Are the light-emitting diodes (LEDs) in your design shining too brightly? Do you want to control the amount of voltage fed to a load, or vary the rotation speed or distance of a motor? Ever require an analog output from a digital device? You can accomplish all of these tasks through the use of pulse-width modulation (PWM) outputs. PWMs develop a duty cycle from a timer’s period in order to generate a modifiable rectangular pulse, which you can then use for a wide variety of applications including LED manipulation, power-supply regulation, communication protocol construction and variable signal generation. And instead of relying on a dedicated integrated circuit (IC), it is now possible to realize these functions using the MSP430™ family of microcontrollers (MCUs). TI is introducing a series of PWM TechNotes that describe how to perform simple PWM functions using cost-effective MSP430 value line MCUs:
These functions showcase the MSP430 MCU’s adaptability in a wide range of applications for which you may not have traditionally considered embedded MCUs; their low-power characteristics can offer a distinct benefit that some traditional ICs lack. For example, the “Dual-Output 8-Bit PWM DAC Using Low-Memory MSP430 MCUs” TI TechNote demonstrates a two-channel, 8-bit digital-to-analog converter (DAC) using the MSP430FR2000. The Timer_B module generates two PWM outputs using separate capture compare modules. The first PWM output generates a 250Hz sine wave from a 32-element look-up table, while the second generates a static DC voltage. Passive filters help construct the digital signal outputs into their analog counterparts as seen in Figure 1.
Figure 1: PWM DAC output
You can easily customize these outputs to the specifications of a desired application by changing DAC output modes, altering the values stored within the waveform’s look-up table, or accessing a different clock source or low-power mode (LPM). And because the MCU is programmable, it can also incorporate more capabilities besides the function described, providing versatility that enables the replacement of analog DACs where price or flexibility might be of concern. The possibilities are endless, as the same principles apply to all of the functions described in the PWM TI TechNotes category.

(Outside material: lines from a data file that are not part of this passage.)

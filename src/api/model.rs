//! Record and draft types for every resource collection.

// crates.io
use rust_decimal::Decimal;
use time::Date;
// self
use crate::{
	_prelude::*,
	api::{
		EntityId, FieldKind, FieldReader, FieldSpec, FieldValues, FieldWriter, Form, FormError,
		Resource, ResourceKind, form,
	},
};

time::serde::format_description!(wire_date, Date, "[year]-[month]-[day]");

macro_rules! def_named_resource {
	($record:ident, $draft:ident, $kind:ident, $doc:literal) => {
		#[doc = $doc]
		#[derive(Clone, Debug, PartialEq, Eq, Serialize, Deserialize)]
		pub struct $record {
			/// Server-assigned identifier.
			pub id: EntityId,
			/// Display name.
			pub name: String,
		}
		impl Resource for $record {
			type Draft = $draft;

			const KIND: ResourceKind = ResourceKind::$kind;

			fn id(&self) -> EntityId {
				self.id
			}

			fn label(&self) -> String {
				self.name.clone()
			}

			fn draft(&self) -> Self::Draft {
				$draft { name: self.name.clone() }
			}
		}

		#[doc = concat!("Writable fields of [`", stringify!($record), "`].")]
		#[derive(Clone, Debug, PartialEq, Eq, Serialize, Deserialize)]
		pub struct $draft {
			/// Display name.
			pub name: String,
		}
		impl Form for $draft {
			const FIELDS: &'static [FieldSpec] = &[FieldSpec::required("name", "Name", FieldKind::Text)];

			fn from_values(values: &FieldValues) -> Result<Self, FormError> {
				let mut reader = FieldReader::new(values);
				let name = reader.text("name");

				reader.finish(Self { name })
			}

			fn to_values(&self) -> FieldValues {
				FieldWriter::default().set("name", &self.name).finish()
			}
		}
	};
}

def_named_resource!(Category, CategoryDraft, Category, "A product category.");
def_named_resource!(Unit, UnitDraft, Unit, "A unit products are measured in.");
def_named_resource!(Manufacturer, ManufacturerDraft, Manufacturer, "A product manufacturer.");
def_named_resource!(Origin, OriginDraft, Origin, "A country or region products come from.");

/// A shop where purchases happen.
#[derive(Clone, Debug, PartialEq, Eq, Serialize, Deserialize)]
pub struct Store {
	/// Server-assigned identifier.
	pub id: EntityId,
	/// Display name.
	pub name: String,
	/// Street address.
	#[serde(default)]
	pub address: Option<String>,
}
impl Resource for Store {
	type Draft = StoreDraft;

	const KIND: ResourceKind = ResourceKind::Store;

	fn id(&self) -> EntityId {
		self.id
	}

	fn label(&self) -> String {
		match &self.address {
			Some(address) => format!("{} ({address})", self.name),
			None => self.name.clone(),
		}
	}

	fn draft(&self) -> Self::Draft {
		StoreDraft { name: self.name.clone(), address: self.address.clone() }
	}
}

/// Writable fields of [`Store`].
#[derive(Clone, Debug, PartialEq, Eq, Serialize, Deserialize)]
pub struct StoreDraft {
	/// Display name.
	pub name: String,
	/// Street address.
	pub address: Option<String>,
}
impl Form for StoreDraft {
	const FIELDS: &'static [FieldSpec] = &[
		FieldSpec::required("name", "Name", FieldKind::Text),
		FieldSpec::optional("address", "Address", FieldKind::Text),
	];

	fn from_values(values: &FieldValues) -> Result<Self, FormError> {
		let mut reader = FieldReader::new(values);
		let name = reader.text("name");
		let address = reader.optional_text("address");

		reader.finish(Self { name, address })
	}

	fn to_values(&self) -> FieldValues {
		FieldWriter::default().set("name", &self.name).set_opt("address", self.address.as_ref()).finish()
	}
}

/// A purchasable product.
#[derive(Clone, Debug, PartialEq, Eq, Serialize, Deserialize)]
pub struct Product {
	/// Server-assigned identifier.
	pub id: EntityId,
	/// Display name.
	pub name: String,
	/// Owning [`Category`].
	pub category_id: EntityId,
	/// [`Unit`] the product is measured in.
	pub unit_id: EntityId,
	/// Optional [`Manufacturer`].
	#[serde(default)]
	pub manufacturer_id: Option<EntityId>,
	/// Optional [`Origin`].
	#[serde(default)]
	pub origin_id: Option<EntityId>,
}
impl Resource for Product {
	type Draft = ProductDraft;

	const KIND: ResourceKind = ResourceKind::Product;

	fn id(&self) -> EntityId {
		self.id
	}

	fn label(&self) -> String {
		self.name.clone()
	}

	fn draft(&self) -> Self::Draft {
		ProductDraft {
			name: self.name.clone(),
			category_id: self.category_id,
			unit_id: self.unit_id,
			manufacturer_id: self.manufacturer_id,
			origin_id: self.origin_id,
		}
	}
}

/// Writable fields of [`Product`].
#[derive(Clone, Debug, PartialEq, Eq, Serialize, Deserialize)]
pub struct ProductDraft {
	/// Display name.
	pub name: String,
	/// Owning [`Category`].
	pub category_id: EntityId,
	/// [`Unit`] the product is measured in.
	pub unit_id: EntityId,
	/// Optional [`Manufacturer`].
	pub manufacturer_id: Option<EntityId>,
	/// Optional [`Origin`].
	pub origin_id: Option<EntityId>,
}
impl Form for ProductDraft {
	const FIELDS: &'static [FieldSpec] = &[
		FieldSpec::required("name", "Name", FieldKind::Text),
		FieldSpec::required("category_id", "Category", FieldKind::Reference(ResourceKind::Category)),
		FieldSpec::required("unit_id", "Unit", FieldKind::Reference(ResourceKind::Unit)),
		FieldSpec::optional(
			"manufacturer_id",
			"Manufacturer",
			FieldKind::Reference(ResourceKind::Manufacturer),
		),
		FieldSpec::optional("origin_id", "Origin", FieldKind::Reference(ResourceKind::Origin)),
	];

	fn from_values(values: &FieldValues) -> Result<Self, FormError> {
		let mut reader = FieldReader::new(values);
		let name = reader.text("name");
		let category_id = reader.reference("category_id");
		let unit_id = reader.reference("unit_id");
		let manufacturer_id = reader.optional_reference("manufacturer_id");
		let origin_id = reader.optional_reference("origin_id");

		reader.finish(Self { name, category_id, unit_id, manufacturer_id, origin_id })
	}

	fn to_values(&self) -> FieldValues {
		FieldWriter::default()
			.set("name", &self.name)
			.set("category_id", self.category_id)
			.set("unit_id", self.unit_id)
			.set_opt("manufacturer_id", self.manufacturer_id)
			.set_opt("origin_id", self.origin_id)
			.finish()
	}
}

/// One purchase of a product at a store.
#[derive(Clone, Debug, PartialEq, Eq, Serialize, Deserialize)]
pub struct Shopping {
	/// Server-assigned identifier.
	pub id: EntityId,
	/// Purchased [`Product`].
	pub product_id: EntityId,
	/// [`Store`] the purchase happened at.
	pub store_id: EntityId,
	/// Amount bought, in the product's unit.
	#[serde(serialize_with = "rust_decimal::serde::float::serialize")]
	pub quantity: Decimal,
	/// Total price paid.
	#[serde(serialize_with = "rust_decimal::serde::float::serialize")]
	pub price: Decimal,
	/// Day of purchase.
	#[serde(with = "wire_date")]
	pub purchased_on: Date,
}
impl Resource for Shopping {
	type Draft = ShoppingDraft;

	const KIND: ResourceKind = ResourceKind::Shopping;

	fn id(&self) -> EntityId {
		self.id
	}

	fn label(&self) -> String {
		format!(
			"{}: product {} at store {}, {} for {}",
			form::format_date(self.purchased_on),
			self.product_id,
			self.store_id,
			self.quantity.normalize(),
			self.price.normalize(),
		)
	}

	fn draft(&self) -> Self::Draft {
		ShoppingDraft {
			product_id: self.product_id,
			store_id: self.store_id,
			quantity: self.quantity,
			price: self.price,
			purchased_on: self.purchased_on,
		}
	}
}

/// Writable fields of [`Shopping`].
#[derive(Clone, Debug, PartialEq, Eq, Serialize, Deserialize)]
pub struct ShoppingDraft {
	/// Purchased [`Product`].
	pub product_id: EntityId,
	/// [`Store`] the purchase happened at.
	pub store_id: EntityId,
	/// Amount bought, in the product's unit.
	#[serde(serialize_with = "rust_decimal::serde::float::serialize")]
	pub quantity: Decimal,
	/// Total price paid.
	#[serde(serialize_with = "rust_decimal::serde::float::serialize")]
	pub price: Decimal,
	/// Day of purchase.
	#[serde(with = "wire_date")]
	pub purchased_on: Date,
}
impl Form for ShoppingDraft {
	const FIELDS: &'static [FieldSpec] = &[
		FieldSpec::required("product_id", "Product", FieldKind::Reference(ResourceKind::Product)),
		FieldSpec::required("store_id", "Store", FieldKind::Reference(ResourceKind::Store)),
		FieldSpec::required("quantity", "Quantity", FieldKind::Decimal),
		FieldSpec::required("price", "Price", FieldKind::Decimal),
		FieldSpec::required("purchased_on", "Purchased on", FieldKind::Date),
	];

	fn from_values(values: &FieldValues) -> Result<Self, FormError> {
		let mut reader = FieldReader::new(values);
		let product_id = reader.reference("product_id");
		let store_id = reader.reference("store_id");
		let quantity = reader.decimal("quantity", true);
		let price = reader.decimal("price", false);
		let purchased_on = reader.date("purchased_on");

		reader.finish(Self { product_id, store_id, quantity, price, purchased_on })
	}

	fn to_values(&self) -> FieldValues {
		FieldWriter::default()
			.set("product_id", self.product_id)
			.set("store_id", self.store_id)
			.set("quantity", self.quantity.normalize())
			.set("price", self.price.normalize())
			.set("purchased_on", form::format_date(self.purchased_on))
			.finish()
	}
}

/// Profile of the signed-in account.
#[derive(Clone, Debug, PartialEq, Eq, Serialize, Deserialize)]
pub struct User {
	/// Server-assigned identifier.
	pub id: EntityId,
	/// Login name.
	pub username: String,
	/// Contact address.
	#[serde(default)]
	pub email: Option<String>,
}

Every PWM function promotes the low-cost MSP430FR2000 MCU, which alongside other MSP430FR21xx devices is available in a 16-pin thin-shrink small outline package (TSSOP) and a 24-pin very thin quad flat no-lead (VQFN) package. With 29-cent suggested resale prices at 1,000 units – as low as 25 cents in higher volumes – these MCUs enable a programmable alternative to many of today’s fixed-function ICs.